TASK ITEM:
The entries below must be copied exactly as they are.

DATA PROVIDED:

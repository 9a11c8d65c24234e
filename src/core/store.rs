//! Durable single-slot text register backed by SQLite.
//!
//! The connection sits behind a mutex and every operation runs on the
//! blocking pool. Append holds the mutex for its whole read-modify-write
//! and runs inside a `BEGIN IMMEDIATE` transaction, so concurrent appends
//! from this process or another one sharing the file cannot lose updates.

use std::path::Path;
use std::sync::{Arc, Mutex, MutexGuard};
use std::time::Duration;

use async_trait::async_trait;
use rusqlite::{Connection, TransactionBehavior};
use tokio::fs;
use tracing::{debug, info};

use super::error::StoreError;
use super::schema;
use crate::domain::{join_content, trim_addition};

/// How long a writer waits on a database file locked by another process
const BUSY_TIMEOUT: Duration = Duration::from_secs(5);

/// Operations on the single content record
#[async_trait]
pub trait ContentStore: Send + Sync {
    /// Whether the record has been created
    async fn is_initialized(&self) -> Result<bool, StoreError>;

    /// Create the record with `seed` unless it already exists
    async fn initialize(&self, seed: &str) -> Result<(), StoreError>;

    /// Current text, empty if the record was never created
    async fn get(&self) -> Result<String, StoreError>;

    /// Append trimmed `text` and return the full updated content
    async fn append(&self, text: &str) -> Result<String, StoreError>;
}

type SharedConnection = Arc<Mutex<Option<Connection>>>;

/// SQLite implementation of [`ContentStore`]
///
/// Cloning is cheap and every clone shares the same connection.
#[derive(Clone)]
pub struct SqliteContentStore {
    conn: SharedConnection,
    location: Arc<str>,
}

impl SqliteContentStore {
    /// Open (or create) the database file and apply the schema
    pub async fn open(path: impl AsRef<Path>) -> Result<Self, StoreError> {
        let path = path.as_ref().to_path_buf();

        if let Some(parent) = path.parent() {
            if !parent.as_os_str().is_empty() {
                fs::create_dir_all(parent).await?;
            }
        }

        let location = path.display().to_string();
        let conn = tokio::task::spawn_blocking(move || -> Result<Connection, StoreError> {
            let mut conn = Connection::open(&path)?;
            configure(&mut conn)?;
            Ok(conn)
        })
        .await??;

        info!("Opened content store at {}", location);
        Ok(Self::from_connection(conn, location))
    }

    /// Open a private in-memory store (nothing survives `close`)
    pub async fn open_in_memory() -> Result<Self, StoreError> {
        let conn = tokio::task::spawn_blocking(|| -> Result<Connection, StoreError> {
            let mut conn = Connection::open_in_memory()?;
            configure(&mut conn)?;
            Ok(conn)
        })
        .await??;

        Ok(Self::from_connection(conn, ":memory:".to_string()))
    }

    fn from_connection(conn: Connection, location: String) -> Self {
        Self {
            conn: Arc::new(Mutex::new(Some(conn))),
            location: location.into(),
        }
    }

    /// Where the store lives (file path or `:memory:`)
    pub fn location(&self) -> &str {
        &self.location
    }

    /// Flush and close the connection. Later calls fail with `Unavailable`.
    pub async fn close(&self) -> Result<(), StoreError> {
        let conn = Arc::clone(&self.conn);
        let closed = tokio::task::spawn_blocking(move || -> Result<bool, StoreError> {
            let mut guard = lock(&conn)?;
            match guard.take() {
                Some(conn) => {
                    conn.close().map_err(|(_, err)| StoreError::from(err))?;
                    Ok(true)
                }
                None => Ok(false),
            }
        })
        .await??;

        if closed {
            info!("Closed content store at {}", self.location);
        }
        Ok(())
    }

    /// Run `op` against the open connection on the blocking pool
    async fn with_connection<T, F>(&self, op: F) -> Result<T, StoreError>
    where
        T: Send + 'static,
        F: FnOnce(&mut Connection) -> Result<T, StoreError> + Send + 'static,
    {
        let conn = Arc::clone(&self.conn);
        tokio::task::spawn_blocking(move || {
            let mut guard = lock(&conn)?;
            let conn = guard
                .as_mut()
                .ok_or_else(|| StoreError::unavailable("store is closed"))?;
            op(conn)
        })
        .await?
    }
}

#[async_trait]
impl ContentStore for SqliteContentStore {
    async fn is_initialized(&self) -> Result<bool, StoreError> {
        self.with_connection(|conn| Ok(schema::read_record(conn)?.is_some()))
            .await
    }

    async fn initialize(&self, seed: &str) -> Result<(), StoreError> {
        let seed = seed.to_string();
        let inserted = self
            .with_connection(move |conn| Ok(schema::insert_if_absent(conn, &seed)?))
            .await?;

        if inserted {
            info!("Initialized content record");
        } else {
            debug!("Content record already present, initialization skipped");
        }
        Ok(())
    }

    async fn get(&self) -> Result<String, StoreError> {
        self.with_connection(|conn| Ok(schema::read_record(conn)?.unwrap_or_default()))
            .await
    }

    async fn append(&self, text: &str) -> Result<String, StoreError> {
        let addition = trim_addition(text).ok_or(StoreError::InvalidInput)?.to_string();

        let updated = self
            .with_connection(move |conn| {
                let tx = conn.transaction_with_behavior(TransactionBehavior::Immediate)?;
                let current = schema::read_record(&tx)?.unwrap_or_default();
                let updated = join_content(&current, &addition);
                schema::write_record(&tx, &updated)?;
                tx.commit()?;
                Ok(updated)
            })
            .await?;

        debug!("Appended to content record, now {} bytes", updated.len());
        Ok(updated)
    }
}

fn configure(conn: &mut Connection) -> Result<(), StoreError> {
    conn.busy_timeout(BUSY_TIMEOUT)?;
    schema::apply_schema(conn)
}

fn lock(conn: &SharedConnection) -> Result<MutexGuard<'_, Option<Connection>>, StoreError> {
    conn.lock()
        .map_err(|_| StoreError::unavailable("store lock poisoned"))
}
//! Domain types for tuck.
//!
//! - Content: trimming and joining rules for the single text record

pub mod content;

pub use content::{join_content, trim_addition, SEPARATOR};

SOLUTION BELOW:
repository 9a11c8d65c24234e
filename src/core/store.rs
//! Durable single-slot text register backed by SQLite.
//!
//! The connection sits behind a mutex and every operation runs on the
//! blocking pool. Append holds the mutex for its whole read-modify-write
//! and runs inside a `BEGIN IMMEDIATE` transaction, so concurrent appends
//! from this process or another one sharing the file cannot lose updates.

use std::path::Path;
use std::sync::{Arc, Mutex, MutexGuard};
use std::time::Duration;

use async_trait::async_trait;
use rusqlite::{Connection, TransactionBehavior};
use tokio::fs;
use tracing::{debug, info};

use super::error::StoreError;
use super::schema;
use crate::domain::{join_content, trim_addition};

/// How long a writer waits on a database file locked by another process
const BUSY_TIMEOUT: Duration = Duration::from_secs(5);

/// Operations on the single content record
#[async_trait]
pub trait ContentStore: Send + Sync {
    /// Whether the record has been created
    async fn is_initialized(&self) -> Result<bool, StoreError>;

    /// Create the record with `seed` unless it already exists
    async fn initialize(&self, seed: &str) -> Result<(), StoreError>;

    /// Current text, empty if the record was never created
    async fn get(&self) -> Result<String, StoreError>;

    /// Append trimmed `text` and return the full updated content
    async fn append(&self, text: &str) -> Result<String, StoreError>;
}

type SharedConnection = Arc<Mutex<Option<Connection>>>;

/// SQLite implementation of [`ContentStore`]
///
/// Cloning is cheap and every clone shares the same connection.
#[derive(Clone)]
pub struct SqliteContentStore {
    conn: SharedConnection,
    location: Arc<str>,
}

impl SqliteContentStore {
    /// Open (or create) the database file and apply the schema
    pub async fn open(path: impl AsRef<Path>) -> Result<Self, StoreError> {
        let path = path.as_ref().to_path_buf();

        if let Some(parent) = path.parent() {
            if !parent.as_os_str().is_empty() {
                fs::create_dir_all(parent).await?;
            }
        }

        let location = path.display().to_string();
        let conn = tokio::task::spawn_blocking(move || -> Result<Connection, StoreError> {
            let mut conn = Connection::open(&path)?;
            configure(&mut conn)?;
            Ok(conn)
        })
        .await??;

        info!("Opened content store at {}", location);
        Ok(Self::from_connection(conn, location))
    }

    /// Open a private in-memory store (nothing survives `close`)
    pub async fn open_in_memory() -> Result<Self, StoreError> {
        let conn = tokio::task::spawn_blocking(|| -> Result<Connection, StoreError> {
            let mut conn = Connection::open_in_memory()?;
            configure(&mut conn)?;
            Ok(conn)
        })
        .await??;

        Ok(Self::from_connection(conn, ":memory:".to_string()))
    }

    fn from_connection(conn: Connection, location: String) -> Self {
        Self {
            conn: Arc::new(Mutex::new(Some(conn))),
            location: location.into(),
        }
    }

    /// Where the store lives (file path or `:memory:`)
    pub fn location(&self) -> &str {
        &self.location
    }

    /// Flush and close the connection. Later calls fail with `Unavailable`.
    pub async fn close(&self) -> Result<(), StoreError> {
        let conn = Arc::clone(&self.conn);
        let closed = tokio::task::spawn_blocking(move || -> Result<bool, StoreError> {
            let mut guard = lock(&conn)?;
            match guard.take() {
                Some(conn) => {
                    conn.close().map_err(|(_, err)| StoreError::from(err))?;
                    Ok(true)
                }
                None => Ok(false),
            }
        })
        .await??;

        if closed {
            info!("Closed content store at {}", self.location);
        }
        Ok(())
    }

    /// Run `op` against the open connection on the blocking pool
    async fn with_connection<T, F>(&self, op: F) -> Result<T, StoreError>
    where
        T: Send + 'static,
        F: FnOnce(&mut Connection) -> Result<T, StoreError> + Send + 'static,
    {
        let conn = Arc::clone(&self.conn);
        tokio::task::spawn_blocking(move || {
            let mut guard = lock(&conn)?;
            let conn = guard
                .as_mut()
                .ok_or_else(|| StoreError::unavailable("store is closed"))?;
            op(conn)
        })
        .await?
    }
}

#[async_trait]
impl ContentStore for SqliteContentStore {
    async fn is_initialized(&self) -> Result<bool, StoreError> {
        self.with_connection(|conn| Ok(schema::read_record(conn)?.is_some()))
            .await
    }

    async fn initialize(&self, seed: &str) -> Result<(), StoreError> {
        let seed = seed.to_string();
        let inserted = self
            .with_connection(move |conn| Ok(schema::insert_if_absent(conn, &seed)?))
            .await?;

        if inserted {
            info!("Initialized content record");
        } else {
            debug!("Content record already present, initialization skipped");
        }
        Ok(())
    }

    async fn get(&self) -> Result<String, StoreError> {
        self.with_connection(|conn| Ok(schema::read_record(conn)?.unwrap_or_default()))
            .await
    }

    async fn append(&self, text: &str) -> Result<String, StoreError> {
        let addition = trim_addition(text).ok_or(StoreError::InvalidInput)?.to_string();

        let updated = self
            .with_connection(move |conn| {
                let tx = conn.transaction_with_behavior(TransactionBehavior::Immediate)?;
                let current = schema::read_record(&tx)?.unwrap_or_default();
                let updated = join_content(&current, &addition);
                schema::write_record(&tx, &updated)?;
                tx.commit()?;
                Ok(updated)
            })
            .await?;

        debug!("Appended to content record, now {} bytes", updated.len());
        Ok(updated)
    }
}

fn configure(conn: &mut Connection) -> Result<(), StoreError> {
    conn.busy_timeout(BUSY_TIMEOUT)?;
    schema::apply_schema(conn)
}

fn lock(conn: &SharedConnection) -> Result<MutexGuard<'_, Option<Connection>>, StoreError> {
    conn.lock()
        .map_err(|_| StoreError::unavailable("store lock poisoned"))
}
//! Domain types for tuck.
//!
//! - Content: trimming and joining rules for the single text record

pub mod content;

pub use content::{join_content, trim_addition, SEPARATOR};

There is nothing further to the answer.